Coverity has primitives like coverity_writeall()
, which tells it the modeled function overwrites a variable in its entirety, however big it is, so you needn’t ask for sizeof(<rudimentary struct>)
.
A model function contains only code to indicate the effects coverity cares about and
the conditions under which they happen. A very common idiom, which we tried to use to
tell coverity that fr_sbuff_in_foo()
, on success, writes to out→p
:
size_t my_copy(uint8_t *dest, uint8_t const *src, size_t n)
{
size_t result;
if (result > 0) __coverity_write_buffer_bytes__(dest, result);
return result;
}
Coverity doesn’t care how result
is determined, or how the data is copied. result
is just checked to determine whether any data was copied, and returned to show what it represents.
Coverity tends to be stricter than actual compilers, though as gcc and clang improve they are adding options to check for more issues. Examples of things coverity will notice but gcc and clang currently won’t:
-
Coverity notices and complains about subexpressions of conditionals that don’t affect control flow. This tripped up the initial versions of
SBUFF_PARSE_[U]INT_DEF()
, macros used to generate thefr_sbuff_out_<integral type>()
functions. They return an error if the parsed integer is out of range for the type, but comparing with the min and max values gives a defect for the widest integer types, because no out of range value is representable. The check was recast as "did the conversion preserve the value", but that will need to change if coverity gets sufficiently smart. -
In C, something that (transitive closure of has) a member with a const-qualified type can only be set in C via an initialization. (Calling a function semantically is like initializing the parameters.) Currently, at least, one can sneak around it in gcc or clang, but coverity sees through the ruse.
fr_value_box_t
has members that are const-qualified and also has members with members that are const-qualified. Therefore, all one can do aboutfr_value_box_init()
is annotate the reportedstore_writes_const_field
defect. -
Coverity considers the result of some pointer casts to be tainted (see below). It calls them "pointer downcasts", an odd term for a non-OOP language like C. The casts in question are from pointers to less aligned types to pointers to more aligned types. Doing that violates some C coding standards, e.g.

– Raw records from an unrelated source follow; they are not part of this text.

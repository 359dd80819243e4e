/// In-memory store
///
/// Keeps every table in a `Vec` behind one `tokio::sync::RwLock`. Used by the
/// test suites and by `STORAGE=memory` development runs; nothing survives a
/// restart.
///
/// Behaves like the PostgreSQL store where callers can observe it:
///
/// - emails are unique ([`StoreError::Duplicate`])
/// - `save` on a deleted record fails with [`StoreError::RowNotFound`]
/// - creating a task for a missing project fails with [`StoreError::RowNotFound`]
/// - deleting a project deletes its tasks
/// - filtering and ordering use the shared definitions in [`super::query`]
///
/// Timestamps come from a monotonic clock so records created back to back
/// still order deterministically by `created_at`.
///
/// # Example
///
/// ```
/// use taskhub_shared::store::memory::MemoryStore;
/// use taskhub_shared::store::UserStore;
/// use taskhub_shared::models::user::CreateUser;
///
/// # async fn example() -> Result<(), Box<dyn std::error::Error>> {
/// let store = MemoryStore::new();
/// let input = CreateUser {
///     name: "Ana".to_string(),
///     email: "ana@example.com".to_string(),
///     password_hash: "hash".to_string(),
/// };
///
/// UserStore::create(&store, input.clone()).await?;
/// assert!(UserStore::create(&store, input).await.is_err());
/// # Ok(())
/// # }
/// ```

use async_trait::async_trait;
use chrono::{DateTime, Duration, Utc};
use tokio::sync::RwLock;
use uuid::Uuid;

use super::query::{GroupCount, PageRequest, ProjectFilter, TaskField, TaskFilter, TaskSort};
use super::{HealthCheck, ProjectStore, StoreError, StoreResult, TaskStore, UserStore};
use crate::models::project::{CreateProject, Project};
use crate::models::task::{CreateTask, Task};
use crate::models::user::{CreateUser, User};

#[derive(Debug, Default)]
struct Tables {
    users: Vec<User>,
    projects: Vec<Project>,
    tasks: Vec<Task>,
    last_timestamp: Option<DateTime<Utc>>,
}

impl Tables {
    // Strictly increasing wall clock
    fn now(&mut self) -> DateTime<Utc> {
        let mut now = Utc::now();
        if let Some(last) = self.last_timestamp {
            if now <= last {
                now = last + Duration::microseconds(1);
            }
        }
        self.last_timestamp = Some(now);
        now
    }
}

/// In-process implementation of the store traits
#[derive(Debug, Default)]
pub struct MemoryStore {
    tables: RwLock<Tables>,
}

impl MemoryStore {
    pub fn new() -> Self {
        Self::default()
    }
}

#[async_trait]
impl UserStore for MemoryStore {
    async fn create(&self, input: CreateUser) -> StoreResult<User> {
        let mut tables = self.tables.write().await;

        if tables.users.iter().any(|u| u.email == input.email) {
            return Err(StoreError::Duplicate("users_email_key".to_string()));
        }

        let now = tables.now();
        let user = User {
            id: Uuid::new_v4(),
            name: input.name,
            email: input.email,
            password_hash: input.password_hash,
            created_at: now,
            updated_at: now,
        };
        tables.users.push(user.clone());

        Ok(user)
    }

    async fn find_by_id(&self, id: Uuid) -> StoreResult<Option<User>> {
        let tables = self.tables.read().await;
        Ok(tables.users.iter().find(|u| u.id == id).cloned())
    }

    async fn find_by_email(&self, email: &str) -> StoreResult<Option<User>> {
        let tables = self.tables.read().await;
        Ok(tables.users.iter().find(|u| u.email == email).cloned())
    }

    async fn find_by_ids(&self, ids: &[Uuid]) -> StoreResult<Vec<User>> {
        let tables = self.tables.read().await;
        Ok(tables
            .users
            .iter()
            .filter(|u| ids.contains(&u.id))
            .cloned()
            .collect())
    }
}

#[async_trait]
impl ProjectStore for MemoryStore {
    async fn create(&self, input: CreateProject) -> StoreResult<Project> {
        let mut tables = self.tables.write().await;

        let now = tables.now();
        let project = Project {
            id: Uuid::new_v4(),
            name: input.name,
            creator_id: input.creator_id,
            collaborators: Vec::new(),
            created_at: now,
            updated_at: now,
        };
        tables.projects.push(project.clone());

        Ok(project)
    }

    async fn find_by_id(&self, id: Uuid) -> StoreResult<Option<Project>> {
        let tables = self.tables.read().await;
        Ok(tables.projects.iter().find(|p| p.id == id).cloned())
    }

    async fn save(&self, project: &Project) -> StoreResult<Project> {
        let mut tables = self.tables.write().await;

        let now = tables.now();
        let stored = tables
            .projects
            .iter_mut()
            .find(|p| p.id == project.id)
            .ok_or(StoreError::RowNotFound)?;

        stored.name = project.name.clone();
        stored.collaborators = project.collaborators.clone();
        stored.updated_at = now;

        Ok(stored.clone())
    }

    async fn delete(&self, id: Uuid) -> StoreResult<bool> {
        let mut tables = self.tables.write().await;

        let before = tables.projects.len();
        tables.projects.retain(|p| p.id != id);
        let existed = tables.projects.len() < before;

        // Same effect as ON DELETE CASCADE on tasks.project_id
        if existed {
            tables.tasks.retain(|t| t.project_id != id);
        }

        Ok(existed)
    }

    async fn count(&self, filter: &ProjectFilter) -> StoreResult<u64> {
        let tables = self.tables.read().await;
        Ok(tables.projects.iter().filter(|p| filter.matches(p)).count() as u64)
    }

    async fn find(&self, filter: &ProjectFilter, page: PageRequest) -> StoreResult<Vec<Project>> {
        let tables = self.tables.read().await;

        let mut projects: Vec<Project> = tables
            .projects
            .iter()
            .filter(|p| filter.matches(p))
            .cloned()
            .collect();
        projects.sort_by(|a, b| b.created_at.cmp(&a.created_at).then_with(|| a.id.cmp(&b.id)));

        let offset = usize::try_from(page.offset()).unwrap_or(usize::MAX);
        Ok(projects
            .into_iter()
            .skip(offset)
            .take(page.limit as usize)
            .collect())
    }

    async fn ids(&self, filter: &ProjectFilter) -> StoreResult<Vec<Uuid>> {
        let tables = self.tables.read().await;
        Ok(tables
            .projects
            .iter()
            .filter(|p| filter.matches(p))
            .map(|p| p.id)
            .collect())
    }
}

#[async_trait]
impl TaskStore for MemoryStore {
    async fn create(&self, input: CreateTask) -> StoreResult<Task> {
        let mut tables = self.tables.write().await;

        // Foreign key on tasks.project_id
        if !tables.projects.iter().any(|p| p.id == input.project_id) {
            return Err(StoreError::RowNotFound);
        }

        let now = tables.now();
        let task = Task {
            id: Uuid::new_v4(),
            description: input.description,
            status: input.status,
            priority: input.priority,
            project_id: input.project_id,
            assigned_to: input.assigned_to,
            created_at: now,
            updated_at: now,
        };
        tables.tasks.push(task.clone());

        Ok(task)
    }

    async fn find_by_id(&self, id: Uuid) -> StoreResult<Option<Task>> {
        let tables = self.tables.read().await;
        Ok(tables.tasks.iter().find(|t| t.id == id).cloned())
    }

    async fn save(&self, task: &Task) -> StoreResult<Task> {
        let mut tables = self.tables.write().await;

        let now = tables.now();
        let stored = tables
            .tasks
            .iter_mut()
            .find(|t| t.id == task.id)
            .ok_or(StoreError::RowNotFound)?;

        stored.description = task.description.clone();
        stored.status = task.status;
        stored.priority = task.priority;
        stored.assigned_to = task.assigned_to;
        stored.updated_at = now;

        Ok(stored.clone())
    }

    async fn delete(&self, id: Uuid) -> StoreResult<bool> {
        let mut tables = self.tables.write().await;

        let before = tables.tasks.len();
        tables.tasks.retain(|t| t.id != id);

        Ok(tables.tasks.len() < before)
    }

    async fn delete_by_project(&self, project_id: Uuid) -> StoreResult<u64> {
        let mut tables = self.tables.write().await;

        let before = tables.tasks.len();
        tables.tasks.retain(|t| t.project_id != project_id);

        Ok((before - tables.tasks.len()) as u64)
    }

    async fn exists(&self, filter: &TaskFilter) -> StoreResult<bool> {
        let tables = self.tables.read().await;
        Ok(tables.tasks.iter().any(|t| filter.matches(t)))
    }

    async fn count(&self, filter: &TaskFilter) -> StoreResult<u64> {
        let tables = self.tables.read().await;
        Ok(tables.tasks.iter().filter(|t| filter.matches(t)).count() as u64)
    }

    async fn count_by(
        &self,
        field: TaskField,
        filter: &TaskFilter,
    ) -> StoreResult<Vec<GroupCount>> {
        let tables = self.tables.read().await;

        let mut groups: Vec<GroupCount> = Vec::new();
        for task in tables.tasks.iter().filter(|t| filter.matches(t)) {
            let key = field.key_of(task);
            match groups.iter_mut().find(|g| g.key == key) {
                Some(group) => group.count += 1,
                None => groups.push(GroupCount {
                    key: key.to_string(),
                    count: 1,
                }),
            }
        }

        Ok(groups)
    }

    async fn find(&self, filter: &TaskFilter, sort: &TaskSort) -> StoreResult<Vec<Task>> {
        let tables = self.tables.read().await;

        let mut tasks: Vec<Task> = tables
            .tasks
            .iter()
            .filter(|t| filter.matches(t))
            .cloned()
            .collect();
        tasks.sort_by(|a, b| sort.compare(a, b));

        Ok(tasks)
    }
}

#[async_trait]
impl HealthCheck for MemoryStore {
    async fn ping(&self) -> StoreResult<()> {
        Ok(())
    }
}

Carnegie-Mellon’s SEI-CERT C Coding Standard, and if at runtime the cast pointer is not sufficiently aligned, dereferencing it is officially undefined behavior in C. In FreeRADIUS, this happened in
fr_dhcpv4_raw_packet_recv()
, though the pointer points to memory allocated with talloc, which guaranteesTALLOC_ALIGN
alignment… but no coverity primitive assures coverity that a pointer is aligned. There is acoverity_alloc()
primitive that is part of the model formalloc()

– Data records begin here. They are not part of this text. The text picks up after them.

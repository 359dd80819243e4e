/// Integration tests for the statistics endpoint

mod common;

use axum::http::{Method, StatusCode};
use common::TestContext;
use serde_json::json;

#[tokio::test]
async fn test_stats_for_new_user_are_zero() {
    let ctx = TestContext::new();
    let ana = ctx.user("Ana").await;

    let (status, body) = ctx.get("/api/stats", &ana).await;

    assert_eq!(status, StatusCode::OK);
    assert_eq!(body["totalProjects"], 0);
    assert_eq!(body["totalTasks"], 0);
    assert_eq!(body["completionRate"], 0.0);
    assert_eq!(body["avgTasksPerProject"], 0.0);
    assert_eq!(
        body["tasksByStatus"],
        json!({ "pending": 0, "in-progress": 0, "completed": 0 })
    );
    assert_eq!(
        body["tasksByPriority"],
        json!({ "low": 0, "medium": 0, "high": 0 })
    );
}

#[tokio::test]
async fn test_stats_rollup_across_owned_and_shared_projects() {
    let ctx = TestContext::new();
    let ana = ctx.user("Ana").await;
    let bob = ctx.user("Bob").await;

    // P1 owned by Ana with three tasks, P2 owned by Bob and shared, no tasks
    let p1 = ctx.project(&ana, "P1").await;
    let p2 = ctx.project(&bob, "P2").await;
    ctx.share(&p2, &bob, &ana).await;
    ctx.share(&p1, &ana, &bob).await;

    ctx.task(
        &p1,
        &ana,
        json!({ "description": "done", "status": "completed", "assignedTo": ana.id }),
    )
    .await;
    ctx.task(
        &p1,
        &ana,
        json!({ "description": "todo", "priority": "high", "assignedTo": ana.id }),
    )
    .await;
    ctx.task(
        &p1,
        &ana,
        json!({ "description": "bob's", "assignedTo": bob.id }),
    )
    .await;

    // Projects Ana has nothing to do with are excluded
    let eve = ctx.user("Eve").await;
    let p3 = ctx.project(&eve, "P3").await;
    ctx.task(&p3, &eve, json!({ "description": "x", "assignedTo": eve.id }))
        .await;

    let (status, body) = ctx.get("/api/stats", &ana).await;

    assert_eq!(status, StatusCode::OK);
    assert_eq!(body["totalProjects"], 2);
    assert_eq!(body["totalTasks"], 3);
    assert_eq!(body["tasksByStatus"]["completed"], 1);
    assert_eq!(body["tasksByStatus"]["pending"], 2);
    assert_eq!(body["tasksByPriority"]["medium"], 2);
    assert_eq!(body["tasksByPriority"]["high"], 1);
    assert_eq!(body["assignedToUser"], 2);
    assert!((body["completionRate"].as_f64().unwrap() - 1.0 / 3.0).abs() < 1e-9);
    assert_eq!(body["avgTasksPerProject"], 1.5);
}

#[tokio::test]
async fn test_stats_requires_authentication() {
    let ctx = TestContext::new();

    let (status, body) = ctx.send(Method::GET, "/api/stats", None, None).await;

    assert_eq!(status, StatusCode::UNAUTHORIZED);
    assert_eq!(body["error"], "unauthorized");
}
/// PostgreSQL plumbing
///
/// - `pool`: connection pool creation and health checks
/// - `migrations`: embedded schema migrations
///
/// Queries themselves live in [`crate::store::postgres`].
///
/// # Example
///
/// ```no_run
/// use taskhub_shared::db::{migrations::run_migrations, pool::{create_pool, DatabaseConfig}};
/// use taskhub_shared::store::Stores;
///
/// #[tokio::main]
/// async fn main() -> Result<(), Box<dyn std::error::Error>> {
///     let pool = create_pool(DatabaseConfig::new(std::env::var("DATABASE_URL")?)).await?;
///     run_migrations(&pool).await?;
///
///     let stores = Stores::postgres(pool);
///     Ok(())
/// }
/// ```

pub mod migrations;
pub mod pool;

, but it’s not documented as telling Coverity about alignment.
Taint
Tainted data is suspicious data. Coverity considers data from certain sources to be tainted, and tainted data should be validated before use.

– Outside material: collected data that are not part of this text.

/// Task endpoints, nested under a project
///
/// Every handler first requires the caller to be the project's creator or a
/// collaborator. Handlers addressing one task also require that the task
/// belongs to the project in the path.
///
/// # Listing
///
/// ```text
/// GET /api/projects/:id/tasks?status=pending&priority=high&assignedTo=<uuid>&sort=-priority,createdAt:asc
/// ```
///
/// Unknown filter values are rejected with `400`. Unknown sort fields are
/// ignored.

use super::MessageResponse;
use crate::{
    app::AppState,
    error::{ApiError, ApiResult},
};
use axum::{
    extract::{Path, Query, State},
    http::StatusCode,
    Extension, Json,
};
use serde::Deserialize;
use taskhub_shared::{
    auth::{
        authorization::{
            require_project_access, require_task_in_project, ProjectAccess, ProjectContext,
            TaskContext,
        },
        middleware::AuthContext,
    },
    models::{
        parse_id,
        task::{TaskDetails, TaskPriority, TaskStatus, UpdateTask},
    },
    store::query::TaskSort,
    tasks::{self, NewTask, TaskQuery},
};
use uuid::Uuid;

#[derive(Debug, Deserialize)]
#[serde(rename_all = "camelCase")]
pub struct CreateTaskRequest {
    pub description: String,
    pub status: Option<TaskStatus>,
    pub priority: Option<TaskPriority>,
    pub assigned_to: String,
}

/// Partial update; absent fields keep their value
#[derive(Debug, Default, Deserialize)]
#[serde(rename_all = "camelCase")]
pub struct UpdateTaskRequest {
    pub description: Option<String>,
    pub status: Option<TaskStatus>,
    pub priority: Option<TaskPriority>,
    pub assigned_to: Option<String>,
}

#[derive(Debug, Default, Deserialize)]
#[serde(rename_all = "camelCase")]
pub struct ListTasksQuery {
    pub status: Option<String>,
    pub priority: Option<String>,
    pub assigned_to: Option<String>,
    pub sort: Option<String>,
}

fn assignee(raw: &str) -> ApiResult<Uuid> {
    parse_id(raw).ok_or_else(|| ApiError::invalid_field("assignedTo", "Invalid user id"))
}

impl ListTasksQuery {
    fn into_task_query(self) -> ApiResult<TaskQuery> {
        Ok(TaskQuery {
            status: self
                .status
                .map(|s| s.parse::<TaskStatus>())
                .transpose()
                .map_err(|e| ApiError::BadRequest(e.to_string()))?,
            priority: self
                .priority
                .map(|p| p.parse::<TaskPriority>())
                .transpose()
                .map_err(|e| ApiError::BadRequest(e.to_string()))?,
            assigned_to: self
                .assigned_to
                .map(|raw| {
                    parse_id(&raw).ok_or_else(|| {
                        ApiError::BadRequest(format!("Invalid assignedTo: {}", raw))
                    })
                })
                .transpose()?,
            sort: self
                .sort
                .as_deref()
                .map(TaskSort::parse)
                .unwrap_or_default(),
        })
    }
}

async fn project_guard(
    state: &AppState,
    auth: AuthContext,
    project_id: &str,
) -> ApiResult<ProjectContext> {
    Ok(require_project_access(
        &state.stores,
        auth.user_id,
        project_id,
        ProjectAccess::CreatorOrCollaborator,
    )
    .await?)
}

async fn task_guard(
    state: &AppState,
    auth: AuthContext,
    project_id: &str,
    task_id: &str,
) -> ApiResult<TaskContext> {
    let project = project_guard(state, auth, project_id).await?;
    Ok(require_task_in_project(&state.stores, project, task_id).await?)
}

/// Creates a task; responds `201`
///
/// ```text
/// POST /api/projects/:id/tasks
///
/// { "description": "Write docs", "priority": "high", "assignedTo": "<uuid>" }
/// ```
///
/// `status` defaults to `pending`, `priority` to `medium`. The assignee
/// must be a member of the project (`422` otherwise).
pub async fn create_task(
    State(state): State<AppState>,
    Extension(auth): Extension<AuthContext>,
    Path(project_id): Path<String>,
    Json(req): Json<CreateTaskRequest>,
) -> ApiResult<(StatusCode, Json<TaskDetails>)> {
    let ctx = project_guard(&state, auth, &project_id).await?;

    let task = tasks::create_task(
        &state.stores,
        ctx,
        NewTask {
            description: req.description,
            status: req.status,
            priority: req.priority,
            assigned_to: assignee(&req.assigned_to)?,
        },
    )
    .await?;

    Ok((StatusCode::CREATED, Json(task)))
}

pub async fn list_tasks(
    State(state): State<AppState>,
    Extension(auth): Extension<AuthContext>,
    Path(project_id): Path<String>,
    Query(query): Query<ListTasksQuery>,
) -> ApiResult<Json<Vec<TaskDetails>>> {
    let ctx = project_guard(&state, auth, &project_id).await?;
    let query = query.into_task_query()?;

    Ok(Json(tasks::list_tasks(&state.stores, &ctx, query).await?))
}

pub async fn get_task(
    State(state): State<AppState>,
    Extension(auth): Extension<AuthContext>,
    Path((project_id, task_id)): Path<(String, String)>,
) -> ApiResult<Json<TaskDetails>> {
    let ctx = task_guard(&state, auth, &project_id, &task_id).await?;
    Ok(Json(tasks::task_details(&state.stores, ctx).await?))
}

pub async fn update_task(
    State(state): State<AppState>,
    Extension(auth): Extension<AuthContext>,
    Path((project_id, task_id)): Path<(String, String)>,
    Json(req): Json<UpdateTaskRequest>,
) -> ApiResult<Json<TaskDetails>> {
    let ctx = task_guard(&state, auth, &project_id, &task_id).await?;

    let update = UpdateTask {
        description: req.description,
        status: req.status,
        priority: req.priority,
        assigned_to: req.assigned_to.as_deref().map(assignee).transpose()?,
    };

    Ok(Json(tasks::update_task(&state.stores, ctx, update).await?))
}

pub async fn delete_task(
    State(state): State<AppState>,
    Extension(auth): Extension<AuthContext>,
    Path((project_id, task_id)): Path<(String, String)>,
) -> ApiResult<Json<MessageResponse>> {
    let ctx = task_guard(&state, auth, &project_id, &task_id).await?;
    tasks::delete_task(&state.stores, ctx).await?;

    Ok(Json(MessageResponse {
        message: "Task deleted successfully".to_string(),
    }))
}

For example, trunk test code currently simulates mux and demux by writing and writing trunk request pointers to and from sockets. Coverity considers the read trunk request pointer tainted. It will probably take a way to remember written pointers between the write and the read to validate them, or just keeping them in memory instead of writing and reading them to avoid tainted data there.
In a function that loads a tainted value and doesn’t validate it, each use in that function invocation is considered a defect, including passing it to another function. Coverity does not remember validations once the function invocation containing the validation returns. It may therefore be a good idea if a function calls more than one function using the data to have the first called do the validation and pass the validated value to the rest.
When the Heartbleed bug appeared, Synopsys looked for a way coverity could detect such bugs. https://www.synopsys.com/blogs/software-security/detecting-heartbleed-with-static-analysis/
describes what it came up with: a value is considered tainted if
-
it’s calculated by byte swapping, and
-
it’s then assigned to a "tainted sink", e.g. something used to index an array or as a length
But there must have been more to it than that since then, as evidenced by the fr_nbo_to_uint*()
functions. The ntoh*()
functions taint their result…but the fr_nbo_to_uint*()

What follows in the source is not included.